You can actually use a sauna every day, although most people will generally limit their sessions to no more than 3-4 times per week. It is also important to remember that the benefits of regular sauna use are cumulative, meaning the most beneficial effects will be felt after multiple sessions over time.
Are There Any Risks to Using a Sauna?
Although generally considered safe and beneficial, there are certain risks to consider when using a sauna. These may include:
It is important to stay hydrated by drinking plenty of water before, during, and after your sauna session.
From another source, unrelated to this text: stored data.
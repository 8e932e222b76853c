//! Service configuration
//!
//! Values are layered: built-in defaults, then an optional config file, then
//! environment variables prefixed with `ORDER_LIFECYCLE_` (for example
//! `ORDER_LIFECYCLE_DB_PATH=/var/lib/orders`).
use serde::Deserialize;
use std::path::{Path, PathBuf};

pub const ENV_PREFIX: &str = "ORDER_LIFECYCLE";

#[derive(Debug, Clone, PartialEq, Eq, Deserialize)]
pub struct ServiceConfig {
    pub db_path: PathBuf,
    /// Delete the database when the last handle is dropped
    pub temporary: bool,
    /// Page cache size in bytes
    pub cache_capacity: u64,
    /// `tracing_subscriber::EnvFilter` directive
    pub log_filter: String,
}

impl Default for ServiceConfig {
    fn default() -> Self {
        Self {
            db_path: PathBuf::from("data/orders.db"),
            temporary: false,
            cache_capacity: 64 * 1024 * 1024,
            log_filter: "info".to_string(),
        }
    }
}

impl ServiceConfig {
    /// Load from the environment only.
    pub fn load() -> anyhow::Result<Self> {
        Self::build(None)
    }

    /// Load with `path` as the file layer. A missing file is not an error.
    pub fn load_from(path: &Path) -> anyhow::Result<Self> {
        Self::build(Some(path))
    }

    fn build(path: Option<&Path>) -> anyhow::Result<Self> {
        let defaults = Self::default();

        let mut builder = config::Config::builder()
            .set_default("db_path", defaults.db_path.to_string_lossy().to_string())?
            .set_default("temporary", defaults.temporary)?
            .set_default("cache_capacity", defaults.cache_capacity as i64)?
            .set_default("log_filter", defaults.log_filter)?;

        if let Some(path) = path {
            builder = builder.add_source(config::File::from(path).required(false));
        }

        let settings = builder
            .add_source(config::Environment::with_prefix(ENV_PREFIX))
            .build()?;

        Ok(settings.try_deserialize()?)
    }

    pub fn open_db(&self) -> sled::Result<sled::Db> {
        sled::Config::new()
            .path(&self.db_path)
            .temporary(self.temporary)
            .cache_capacity(self.cache_capacity)
            .open()
    }
}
However, the importance of electrolytes and microminerals cannot be underestimated. For this reason, it is essential that you take a high-quality whole-food multivitamin/mineral supplement like Fortify to cover all your bases.
The heat produced in a sauna can cause your metabolism to increase, resulting in weight loss. However, when it comes to long-term results, there is no substitute for a healthy diet and regular exercise.
It may be a useful adjuvant when combined with the necessary prerequisites.
When it comes to male fertility, excessive heat exposure can decrease sperm motility, morphology, and count. For this reason, it is recommended that men who are trying to conceive should limit their sauna use.
While it isn't necessary to forego them completely, moderation is an important factor to allow you to reap the benefits without risking any negative side effects.
Saunas have been used for hundreds of years and turns out, it was for good reason. There are real-life benefits to doing so, but moderation is important as it relates to duration and frequency.
If you're new to the sauna life, start by using them twice weekly. Observe if they are offering any benefits and adjust accordingly. The idea is to stay healthy and enjoy the time spent in the sauna while doing so.